Tom cast Wild Boar Strike into the charging orcs, and felt a surge of vicious satisfaction as they slammed to a stop, the knockback force from the skill stopping the lead runners cold. He followed up with Agony, and cast Misery on the first orc to round Val’s deadly cone of influence and attack him.
The orcs were not particularly strong combatants at an individual level, more savagery than skill. They could not compare to two Idealists. They made up for it in numbers, though. Twenty orcs was a tall order for any but a Flawless Idealist.

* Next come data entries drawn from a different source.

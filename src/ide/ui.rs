//! The editor UI seen from the command flows.

use std::collections::HashMap;
use std::path::{
    Path,
    PathBuf,
};

use tower_lsp::Client;
use tower_lsp::lsp_types::{
    MessageActionItem,
    MessageType,
    Url,
};

use super::protocol::{
    InputBoxParams,
    OpenDialogParams,
    SetStatusBarMessage,
    ShowInputBox,
    ShowOpenDialog,
    StatusBarMessageParams,
};

/// Interactive prompts and messages offered by the editor.
///
/// Every prompt returns `None` when the user cancels it.
#[tower_lsp::async_trait]
pub trait EditorUi: Send + Sync {
    /// Asks for a line of text, pre-filled with `value`.
    async fn show_input_box(&self, prompt: &str, value: Option<&str>) -> Option<String>;

    /// Shows an information message with buttons and returns the chosen one.
    async fn show_information_message(&self, message: &str, actions: &[&str]) -> Option<String>;

    /// Asks for a single folder, starting at `default_folder`.
    async fn show_open_folder_dialog(&self, default_folder: Option<&Path>) -> Option<PathBuf>;

    async fn show_error_message(&self, message: &str);

    async fn show_warning_message(&self, message: &str);

    /// Shows a message that disappears after `timeout_ms`.
    async fn set_status_message(&self, message: &str, timeout_ms: u32);
}

/// [`EditorUi`] backed by an LSP client.
///
/// Failed requests (for example a client without the custom methods) count
/// as cancelled prompts.
#[derive(Clone)]
pub struct LspEditorUi {
    client: Client,
}

impl std::fmt::Debug for LspEditorUi {
    fn fmt(&self, f: &mut std::fmt::Formatter<'_>) -> std::fmt::Result {
        f.debug_struct("LspEditorUi").finish_non_exhaustive()
    }
}

impl LspEditorUi {
    #[must_use]
    pub const fn new(client: Client) -> Self {
        Self { client }
    }
}

#[tower_lsp::async_trait]
impl EditorUi for LspEditorUi {
    async fn show_input_box(&self, prompt: &str, value: Option<&str>) -> Option<String> {
        let params =
            InputBoxParams { prompt: prompt.to_string(), value: value.map(ToString::to_string) };

        match self.client.send_request::<ShowInputBox>(params).await {
            Ok(answer) => answer,
            Err(error) => {
                tracing::debug!(%error, "showInputBox request failed");
                None
            }
        }
    }

    async fn show_information_message(&self, message: &str, actions: &[&str]) -> Option<String> {
        let actions = actions
            .iter()
            .map(|title| MessageActionItem { title: (*title).to_string(), properties: HashMap::new() })
            .collect();

        match self.client.show_message_request(MessageType::INFO, message, Some(actions)).await {
            Ok(chosen) => chosen.map(|item| item.title),
            Err(error) => {
                tracing::debug!(%error, "showMessageRequest failed");
                None
            }
        }
    }

    async fn show_open_folder_dialog(&self, default_folder: Option<&Path>) -> Option<PathBuf> {
        let default_uri = default_folder.and_then(|path| Url::from_directory_path(path).ok());
        let params = OpenDialogParams::single_folder(default_uri);

        let picked = match self.client.send_request::<ShowOpenDialog>(params).await {
            Ok(picked) => picked,
            Err(error) => {
                tracing::debug!(%error, "showOpenDialog request failed");
                return None;
            }
        };

        let uri = picked?.into_iter().next()?;
        match uri.to_file_path() {
            Ok(path) => Some(path),
            Err(()) => {
                tracing::warn!(%uri, "Picked folder is not a file URI");
                None
            }
        }
    }

    async fn show_error_message(&self, message: &str) {
        tracing::error!("{message}");
        self.client.show_message(MessageType::ERROR, message).await;
    }

    async fn show_warning_message(&self, message: &str) {
        tracing::warn!("{message}");
        self.client.show_message(MessageType::WARNING, message).await;
    }

    async fn set_status_message(&self, message: &str, timeout_ms: u32) {
        tracing::info!("{message}");
        self.client.log_message(MessageType::INFO, message).await;
        self.client
            .send_notification::<SetStatusBarMessage>(StatusBarMessageParams {
                message: message.to_string(),
                timeout: timeout_ms,
            })
            .await;
    }
}
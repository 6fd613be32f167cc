//! Custom LSP messages for editor UI the base protocol does not cover.
//!
//! The editor extension answers these requests with its native input box,
//! folder picker, and status bar.

use serde::{
    Deserialize,
    Serialize,
};
use tower_lsp::lsp_types::Url;
use tower_lsp::lsp_types::notification::Notification;
use tower_lsp::lsp_types::request::Request;

/// `translationManager/showInputBox`: asks the user for a line of text.
///
/// The result is `null` when the user dismisses the box.
#[derive(Debug)]
pub enum ShowInputBox {}

#[derive(Debug, Clone, PartialEq, Eq, Serialize, Deserialize)]
#[serde(rename_all = "camelCase")]
pub struct InputBoxParams {
    pub prompt: String,
    /// Text pre-filled in the box.
    #[serde(skip_serializing_if = "Option::is_none")]
    pub value: Option<String>,
}

impl Request for ShowInputBox {
    type Params = InputBoxParams;
    type Result = Option<String>;
    const METHOD: &'static str = "translationManager/showInputBox";
}

/// `translationManager/showOpenDialog`: asks the user to pick files or folders.
///
/// The result is `null` (or empty) when the dialog is cancelled.
#[derive(Debug)]
pub enum ShowOpenDialog {}

#[derive(Debug, Clone, PartialEq, Eq, Serialize, Deserialize)]
#[serde(rename_all = "camelCase")]
#[allow(clippy::struct_excessive_bools)]
pub struct OpenDialogParams {
    pub can_select_files: bool,
    pub can_select_folders: bool,
    pub can_select_many: bool,
    pub open_label: String,
    #[serde(skip_serializing_if = "Option::is_none")]
    pub default_uri: Option<Url>,
}

impl OpenDialogParams {
    /// Options for picking exactly one folder.
    #[must_use]
    pub fn single_folder(default_uri: Option<Url>) -> Self {
        Self {
            can_select_files: false,
            can_select_folders: true,
            can_select_many: false,
            open_label: "Open".to_string(),
            default_uri,
        }
    }
}

impl Request for ShowOpenDialog {
    type Params = OpenDialogParams;
    type Result = Option<Vec<Url>>;
    const METHOD: &'static str = "translationManager/showOpenDialog";
}

/// `translationManager/setStatusBarMessage`: shows a message that hides itself.
#[derive(Debug)]
pub enum SetStatusBarMessage {}

#[derive(Debug, Clone, PartialEq, Eq, Serialize, Deserialize)]
#[serde(rename_all = "camelCase")]
pub struct StatusBarMessageParams {
    pub message: String,
    /// Milliseconds until the message is hidden.
    pub timeout: u32,
}

impl Notification for SetStatusBarMessage {
    type Params = StatusBarMessageParams;
    const METHOD: &'static str = "translationManager/setStatusBarMessage";
}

The mist swept around their legs as they fought. Tom kept an eye on his wisp, but there was no notification of Sweet Suffering activated. He was glad that it had no poisonous properties. While he might be okay, Val and Sesame would not.
Tom killed the first orc to attack him with a thrust from his spear. It slumped, blood pumping freely from the hole in its chest. Two more took its place. He had no idea how many they’d killed, no idea how many were left. He focused, trying for the clarity that comes with such situations sometimes. He had just begun to find it, when it was shattered by a sending from Sere.
Watch! Behind! Bad! Behind!
He couldn’t turn, couldn’t take his attention from the orcs in front of him, but he saw the issue through Sere.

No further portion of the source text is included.